Would you retype the listing below exactly as given?
Provided data below:
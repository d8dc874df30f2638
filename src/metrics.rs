//! Observability metrics for the IMF client
//!
//! Counters and histograms for HTTP attempts, retries, cache hits, rate-limit
//! waits and whole dataset queries, emitted through the `metrics` facade.
//! Nothing is recorded anywhere until a recorder is installed, either by the
//! caller or through [`init_metrics`] with the Prometheus exporter.

use metrics::{counter, describe_counter, describe_histogram, histogram, Unit};
use metrics_exporter_prometheus::PrometheusBuilder;
use std::net::SocketAddr;
use std::sync::atomic::{AtomicU64, AtomicU8, Ordering};
use std::time::{Duration, Instant};
use tracing::{debug, info, warn};

const UNINITIALIZED: u8 = 0;
const INSTALLING: u8 = 1;
const READY: u8 = 2;

static METRICS_STATE: AtomicU8 = AtomicU8::new(UNINITIALIZED);

static CORRELATION_COUNTER: AtomicU64 = AtomicU64::new(0);

/// Initialize the Prometheus exporter and metric descriptions
///
/// Idempotent: only the first caller installs the exporter, concurrent and
/// later calls are no-ops. A failed install releases the slot for a retry.
pub fn init_metrics(addr: SocketAddr) -> Result<(), Box<dyn std::error::Error>> {
    if METRICS_STATE
        .compare_exchange(UNINITIALIZED, INSTALLING, Ordering::SeqCst, Ordering::SeqCst)
        .is_err()
    {
        debug!("Metrics already initialized, skipping");
        return Ok(());
    }

    info!("Initializing metrics system on {}", addr);

    if let Err(e) = PrometheusBuilder::new().with_http_listener(addr).install() {
        METRICS_STATE.store(UNINITIALIZED, Ordering::SeqCst);
        return Err(format!("Failed to install Prometheus exporter: {e}").into());
    }

    describe_counter!(
        "imf_http_requests_total",
        Unit::Count,
        "Total number of HTTP requests made to the IMF service"
    );
    describe_histogram!(
        "imf_http_request_duration_seconds",
        Unit::Seconds,
        "HTTP request duration in seconds"
    );
    describe_counter!(
        "imf_http_retries_total",
        Unit::Count,
        "Total number of retry attempts"
    );
    describe_histogram!(
        "imf_retry_backoff_duration_seconds",
        Unit::Seconds,
        "Duration of retry backoff in seconds"
    );
    describe_counter!(
        "imf_cache_hits_total",
        Unit::Count,
        "Responses served from the response cache"
    );
    describe_histogram!(
        "imf_rate_limit_wait_seconds",
        Unit::Seconds,
        "Time spent waiting out the idle gap between requests"
    );
    describe_counter!(
        "imf_queries_completed_total",
        Unit::Count,
        "Dataset queries that produced a result"
    );
    describe_counter!(
        "imf_queries_failed_total",
        Unit::Count,
        "Dataset queries that failed"
    );

    METRICS_STATE.store(READY, Ordering::SeqCst);
    info!("Metrics system initialized successfully on {}", addr);
    Ok(())
}

/// Whether [`init_metrics`] has completed
pub fn is_initialized() -> bool {
    METRICS_STATE.load(Ordering::SeqCst) == READY
}

/// Generate a correlation ID for request tracing
pub fn generate_correlation_id() -> String {
    let id = CORRELATION_COUNTER.fetch_add(1, Ordering::Relaxed) + 1;
    format!("req-{id:08x}")
}

/// Timing and outcome of one HTTP attempt
pub struct HttpRequestMetrics {
    endpoint: &'static str,
    start_time: Instant,
    correlation_id: String,
    attempt: u32,
}

impl HttpRequestMetrics {
    /// Start recording an attempt against an endpoint family
    pub fn start(endpoint: &'static str, attempt: u32) -> Self {
        let correlation_id = generate_correlation_id();
        debug!(
            correlation_id = %correlation_id,
            endpoint = endpoint,
            attempt = attempt,
            "Starting HTTP request metrics"
        );

        Self {
            endpoint,
            start_time: Instant::now(),
            correlation_id,
            attempt,
        }
    }

    /// Record a response with the given status
    pub fn record_complete(&self, status_code: u16) {
        let duration = self.start_time.elapsed();

        counter!(
            "imf_http_requests_total",
            "endpoint" => self.endpoint,
            "status" => status_code.to_string(),
            "attempt" => self.attempt.to_string(),
        )
        .increment(1);
        histogram!("imf_http_request_duration_seconds", "endpoint" => self.endpoint)
            .record(duration.as_secs_f64());

        debug!(
            correlation_id = %self.correlation_id,
            endpoint = self.endpoint,
            status = status_code,
            duration_ms = duration.as_millis() as u64,
            "HTTP request completed"
        );
    }

    /// Record an attempt that produced no response
    pub fn record_network_error(&self) {
        let duration = self.start_time.elapsed();

        counter!(
            "imf_http_requests_total",
            "endpoint" => self.endpoint,
            "status" => "network_error",
            "attempt" => self.attempt.to_string(),
        )
        .increment(1);
        histogram!("imf_http_request_duration_seconds", "endpoint" => self.endpoint)
            .record(duration.as_secs_f64());

        warn!(
            correlation_id = %self.correlation_id,
            endpoint = self.endpoint,
            attempt = self.attempt,
            duration_ms = duration.as_millis() as u64,
            "Network error recorded"
        );
    }

    /// Correlation ID of this attempt
    pub fn correlation_id(&self) -> &str {
        &self.correlation_id
    }
}

/// Record a retry backoff
pub fn record_retry_backoff(duration: Duration, attempt: u32) {
    counter!("imf_http_retries_total", "attempt" => attempt.to_string()).increment(1);
    histogram!("imf_retry_backoff_duration_seconds", "attempt" => attempt.to_string())
        .record(duration.as_secs_f64());
}

/// Record a response served from the cache
pub fn record_cache_hit(endpoint: &'static str) {
    counter!("imf_cache_hits_total", "endpoint" => endpoint).increment(1);
}

/// Record time spent waiting on the rate limiter
pub fn record_rate_limit_wait(wait: Duration) {
    histogram!("imf_rate_limit_wait_seconds").record(wait.as_secs_f64());
}

/// Outcome tracking for one dataset query
pub struct QueryMetrics {
    dataset_id: String,
    start_time: Instant,
}

impl QueryMetrics {
    /// Start tracking a dataset query
    pub fn start(dataset_id: impl Into<String>) -> Self {
        let dataset_id = dataset_id.into();
        debug!(dataset_id = %dataset_id, "Dataset query started");
        Self {
            dataset_id,
            start_time: Instant::now(),
        }
    }

    /// Record a successful query
    pub fn record_success(&self, records: usize) {
        counter!("imf_queries_completed_total", "dataset" => self.dataset_id.clone())
            .increment(1);
        info!(
            dataset_id = %self.dataset_id,
            records = records,
            duration_ms = self.start_time.elapsed().as_millis() as u64,
            "Dataset query completed"
        );
    }

    /// Record a failed query
    pub fn record_failure(&self, error: &str) {
        counter!("imf_queries_failed_total", "dataset" => self.dataset_id.clone())
            .increment(1);
        warn!(
            dataset_id = %self.dataset_id,
            error = %error,
            duration_ms = self.start_time.elapsed().as_millis() as u64,
            "Dataset query failed"
        );
    }
}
End of Provided data.
Response:
repository d8dc874df30f2638
filename src/metrics.rs
//! Observability metrics for the IMF client
//!
//! Counters and histograms for HTTP attempts, retries, cache hits, rate-limit
//! waits and whole dataset queries, emitted through the `metrics` facade.
//! Nothing is recorded anywhere until a recorder is installed, either by the
//! caller or through [`init_metrics`] with the Prometheus exporter.

use metrics::{counter, describe_counter, describe_histogram, histogram, Unit};
use metrics_exporter_prometheus::PrometheusBuilder;
use std::net::SocketAddr;
use std::sync::atomic::{AtomicU64, AtomicU8, Ordering};
use std::time::{Duration, Instant};
use tracing::{debug, info, warn};

const UNINITIALIZED: u8 = 0;
const INSTALLING: u8 = 1;
const READY: u8 = 2;

static METRICS_STATE: AtomicU8 = AtomicU8::new(UNINITIALIZED);

static CORRELATION_COUNTER: AtomicU64 = AtomicU64::new(0);

/// Initialize the Prometheus exporter and metric descriptions
///
/// Idempotent: only the first caller installs the exporter, concurrent and
/// later calls are no-ops. A failed install releases the slot for a retry.
pub fn init_metrics(addr: SocketAddr) -> Result<(), Box<dyn std::error::Error>> {
    if METRICS_STATE
        .compare_exchange(UNINITIALIZED, INSTALLING, Ordering::SeqCst, Ordering::SeqCst)
        .is_err()
    {
        debug!("Metrics already initialized, skipping");
        return Ok(());
    }

    info!("Initializing metrics system on {}", addr);

    if let Err(e) = PrometheusBuilder::new().with_http_listener(addr).install() {
        METRICS_STATE.store(UNINITIALIZED, Ordering::SeqCst);
        return Err(format!("Failed to install Prometheus exporter: {e}").into());
    }

    describe_counter!(
        "imf_http_requests_total",
        Unit::Count,
        "Total number of HTTP requests made to the IMF service"
    );
    describe_histogram!(
        "imf_http_request_duration_seconds",
        Unit::Seconds,
        "HTTP request duration in seconds"
    );
    describe_counter!(
        "imf_http_retries_total",
        Unit::Count,
        "Total number of retry attempts"
    );
    describe_histogram!(
        "imf_retry_backoff_duration_seconds",
        Unit::Seconds,
        "Duration of retry backoff in seconds"
    );
    describe_counter!(
        "imf_cache_hits_total",
        Unit::Count,
        "Responses served from the response cache"
    );
    describe_histogram!(
        "imf_rate_limit_wait_seconds",
        Unit::Seconds,
        "Time spent waiting out the idle gap between requests"
    );
    describe_counter!(
        "imf_queries_completed_total",
        Unit::Count,
        "Dataset queries that produced a result"
    );
    describe_counter!(
        "imf_queries_failed_total",
        Unit::Count,
        "Dataset queries that failed"
    );

    METRICS_STATE.store(READY, Ordering::SeqCst);
    info!("Metrics system initialized successfully on {}", addr);
    Ok(())
}

/// Whether [`init_metrics`] has completed
pub fn is_initialized() -> bool {
    METRICS_STATE.load(Ordering::SeqCst) == READY
}

/// Generate a correlation ID for request tracing
pub fn generate_correlation_id() -> String {
    let id = CORRELATION_COUNTER.fetch_add(1, Ordering::Relaxed) + 1;
    format!("req-{id:08x}")
}

/// Timing and outcome of one HTTP attempt
pub struct HttpRequestMetrics {
    endpoint: &'static str,
    start_time: Instant,
    correlation_id: String,
    attempt: u32,
}

impl HttpRequestMetrics {
    /// Start recording an attempt against an endpoint family
    pub fn start(endpoint: &'static str, attempt: u32) -> Self {
        let correlation_id = generate_correlation_id();
        debug!(
            correlation_id = %correlation_id,
            endpoint = endpoint,
            attempt = attempt,
            "Starting HTTP request metrics"
        );

        Self {
            endpoint,
            start_time: Instant::now(),
            correlation_id,
            attempt,
        }
    }

    /// Record a response with the given status
    pub fn record_complete(&self, status_code: u16) {
        let duration = self.start_time.elapsed();

        counter!(
            "imf_http_requests_total",
            "endpoint" => self.endpoint,
            "status" => status_code.to_string(),
            "attempt" => self.attempt.to_string(),
        )
        .increment(1);
        histogram!("imf_http_request_duration_seconds", "endpoint" => self.endpoint)
            .record(duration.as_secs_f64());

        debug!(
            correlation_id = %self.correlation_id,
            endpoint = self.endpoint,
            status = status_code,
            duration_ms = duration.as_millis() as u64,
            "HTTP request completed"
        );
    }

    /// Record an attempt that produced no response
    pub fn record_network_error(&self) {
        let duration = self.start_time.elapsed();

        counter!(
            "imf_http_requests_total",
            "endpoint" => self.endpoint,
            "status" => "network_error",
            "attempt" => self.attempt.to_string(),
        )
        .increment(1);
        histogram!("imf_http_request_duration_seconds", "endpoint" => self.endpoint)
            .record(duration.as_secs_f64());

        warn!(
            correlation_id = %self.correlation_id,
            endpoint = self.endpoint,
            attempt = self.attempt,
            duration_ms = duration.as_millis() as u64,
            "Network error recorded"
        );
    }

    /// Correlation ID of this attempt
    pub fn correlation_id(&self) -> &str {
        &self.correlation_id
    }
}

/// Record a retry backoff
pub fn record_retry_backoff(duration: Duration, attempt: u32) {
    counter!("imf_http_retries_total", "attempt" => attempt.to_string()).increment(1);
    histogram!("imf_retry_backoff_duration_seconds", "attempt" => attempt.to_string())
        .record(duration.as_secs_f64());
}

/// Record a response served from the cache
pub fn record_cache_hit(endpoint: &'static str) {
    counter!("imf_cache_hits_total", "endpoint" => endpoint).increment(1);
}

/// Record time spent waiting on the rate limiter
pub fn record_rate_limit_wait(wait: Duration) {
    histogram!("imf_rate_limit_wait_seconds").record(wait.as_secs_f64());
}

/// Outcome tracking for one dataset query
pub struct QueryMetrics {
    dataset_id: String,
    start_time: Instant,
}

impl QueryMetrics {
    /// Start tracking a dataset query
    pub fn start(dataset_id: impl Into<String>) -> Self {
        let dataset_id = dataset_id.into();
        debug!(dataset_id = %dataset_id, "Dataset query started");
        Self {
            dataset_id,
            start_time: Instant::now(),
        }
    }

    /// Record a successful query
    pub fn record_success(&self, records: usize) {
        counter!("imf_queries_completed_total", "dataset" => self.dataset_id.clone())
            .increment(1);
        info!(
            dataset_id = %self.dataset_id,
            records = records,
            duration_ms = self.start_time.elapsed().as_millis() as u64,
            "Dataset query completed"
        );
    }

    /// Record a failed query
    pub fn record_failure(&self, error: &str) {
        counter!("imf_queries_failed_total", "dataset" => self.dataset_id.clone())
            .increment(1);
        warn!(
            dataset_id = %self.dataset_id,
            error = %error,
            duration_ms = self.start_time.elapsed().as_millis() as u64,
            "Dataset query failed"
        );
    }
}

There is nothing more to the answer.